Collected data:
====

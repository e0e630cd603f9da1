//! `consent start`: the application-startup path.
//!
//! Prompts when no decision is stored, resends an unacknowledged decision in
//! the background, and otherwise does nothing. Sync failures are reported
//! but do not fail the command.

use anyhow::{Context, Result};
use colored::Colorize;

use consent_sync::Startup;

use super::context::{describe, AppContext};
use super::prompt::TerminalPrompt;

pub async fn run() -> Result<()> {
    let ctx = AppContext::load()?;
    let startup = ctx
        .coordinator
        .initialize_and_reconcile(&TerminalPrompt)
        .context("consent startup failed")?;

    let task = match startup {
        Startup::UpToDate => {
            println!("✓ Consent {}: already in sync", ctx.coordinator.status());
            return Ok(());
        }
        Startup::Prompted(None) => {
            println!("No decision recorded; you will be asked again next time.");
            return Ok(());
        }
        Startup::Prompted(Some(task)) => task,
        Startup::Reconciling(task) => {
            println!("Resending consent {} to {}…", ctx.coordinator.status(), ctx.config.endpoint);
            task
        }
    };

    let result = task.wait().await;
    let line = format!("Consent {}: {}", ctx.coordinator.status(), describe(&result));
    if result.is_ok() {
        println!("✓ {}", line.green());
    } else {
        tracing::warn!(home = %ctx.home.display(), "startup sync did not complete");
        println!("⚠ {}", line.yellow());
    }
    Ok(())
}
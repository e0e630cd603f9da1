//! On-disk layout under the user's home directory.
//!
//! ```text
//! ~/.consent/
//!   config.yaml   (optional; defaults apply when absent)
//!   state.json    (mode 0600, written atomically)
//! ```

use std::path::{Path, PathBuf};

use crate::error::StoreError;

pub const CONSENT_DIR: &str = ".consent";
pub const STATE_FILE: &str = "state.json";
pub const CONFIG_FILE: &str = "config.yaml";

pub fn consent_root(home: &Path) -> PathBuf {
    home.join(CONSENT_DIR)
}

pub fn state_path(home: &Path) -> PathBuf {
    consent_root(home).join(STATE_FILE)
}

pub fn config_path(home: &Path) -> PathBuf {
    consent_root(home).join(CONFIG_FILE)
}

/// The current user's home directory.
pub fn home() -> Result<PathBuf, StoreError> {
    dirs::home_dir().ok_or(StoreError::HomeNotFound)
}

====

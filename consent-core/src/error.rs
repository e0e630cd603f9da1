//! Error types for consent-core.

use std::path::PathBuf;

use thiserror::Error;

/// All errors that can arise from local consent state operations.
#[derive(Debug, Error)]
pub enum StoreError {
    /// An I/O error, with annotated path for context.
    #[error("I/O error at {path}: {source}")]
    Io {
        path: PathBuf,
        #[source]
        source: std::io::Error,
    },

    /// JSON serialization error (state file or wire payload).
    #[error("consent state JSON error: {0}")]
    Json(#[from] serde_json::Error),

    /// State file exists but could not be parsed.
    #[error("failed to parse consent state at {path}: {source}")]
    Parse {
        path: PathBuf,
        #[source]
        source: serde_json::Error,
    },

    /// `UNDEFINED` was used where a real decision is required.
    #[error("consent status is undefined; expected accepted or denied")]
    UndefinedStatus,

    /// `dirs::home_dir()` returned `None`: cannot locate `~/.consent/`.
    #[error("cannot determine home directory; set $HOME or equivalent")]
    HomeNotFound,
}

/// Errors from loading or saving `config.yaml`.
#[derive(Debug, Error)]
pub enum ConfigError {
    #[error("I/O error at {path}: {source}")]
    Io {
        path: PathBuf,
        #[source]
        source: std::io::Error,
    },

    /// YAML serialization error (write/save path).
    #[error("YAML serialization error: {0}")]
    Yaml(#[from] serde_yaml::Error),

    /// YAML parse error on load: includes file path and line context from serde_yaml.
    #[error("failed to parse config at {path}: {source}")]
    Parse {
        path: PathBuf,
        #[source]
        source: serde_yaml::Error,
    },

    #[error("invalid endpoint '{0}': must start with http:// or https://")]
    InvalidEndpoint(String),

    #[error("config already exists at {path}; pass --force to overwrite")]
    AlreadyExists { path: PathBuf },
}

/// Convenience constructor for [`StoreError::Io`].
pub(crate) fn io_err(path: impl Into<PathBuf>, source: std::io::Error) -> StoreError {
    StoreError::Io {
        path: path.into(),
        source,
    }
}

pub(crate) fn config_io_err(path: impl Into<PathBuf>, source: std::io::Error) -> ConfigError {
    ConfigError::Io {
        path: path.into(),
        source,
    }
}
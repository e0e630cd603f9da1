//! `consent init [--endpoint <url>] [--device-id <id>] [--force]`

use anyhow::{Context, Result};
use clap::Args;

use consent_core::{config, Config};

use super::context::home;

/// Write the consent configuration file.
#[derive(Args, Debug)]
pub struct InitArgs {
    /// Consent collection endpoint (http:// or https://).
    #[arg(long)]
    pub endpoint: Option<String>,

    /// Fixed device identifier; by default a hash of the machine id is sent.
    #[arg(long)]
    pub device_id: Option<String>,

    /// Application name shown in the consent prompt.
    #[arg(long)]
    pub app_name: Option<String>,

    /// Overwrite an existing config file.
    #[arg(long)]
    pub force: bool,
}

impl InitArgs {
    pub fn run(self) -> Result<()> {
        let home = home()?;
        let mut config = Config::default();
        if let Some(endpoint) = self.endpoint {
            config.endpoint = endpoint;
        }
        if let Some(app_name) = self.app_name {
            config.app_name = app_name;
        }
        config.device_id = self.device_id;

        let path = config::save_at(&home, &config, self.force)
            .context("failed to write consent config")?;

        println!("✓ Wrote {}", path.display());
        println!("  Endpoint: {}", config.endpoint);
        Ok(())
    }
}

====

From the records above, copy out the line with "error (write/save path).", the line with "init [--endpoint <url>]", and every line between them, word for word.

__Solution to the problem__
    /// YAML serialization error (write/save path).
    #[error("YAML serialization error: {0}")]
    Yaml(#[from] serde_yaml::Error),

    /// YAML parse error on load: includes file path and line context from serde_yaml.
    #[error("failed to parse config at {path}: {source}")]
    Parse {
        path: PathBuf,
        #[source]
        source: serde_yaml::Error,
    },

    #[error("invalid endpoint '{0}': must start with http:// or https://")]
    InvalidEndpoint(String),

    #[error("config already exists at {path}; pass --force to overwrite")]
    AlreadyExists { path: PathBuf },
}

/// Convenience constructor for [`StoreError::Io`].
pub(crate) fn io_err(path: impl Into<PathBuf>, source: std::io::Error) -> StoreError {
    StoreError::Io {
        path: path.into(),
        source,
    }
}

pub(crate) fn config_io_err(path: impl Into<PathBuf>, source: std::io::Error) -> ConfigError {
    ConfigError::Io {
        path: path.into(),
        source,
    }
}
repository e0e630cd603f9da1
//! `consent init [--endpoint <url>] [--device-id <id>] [--force]`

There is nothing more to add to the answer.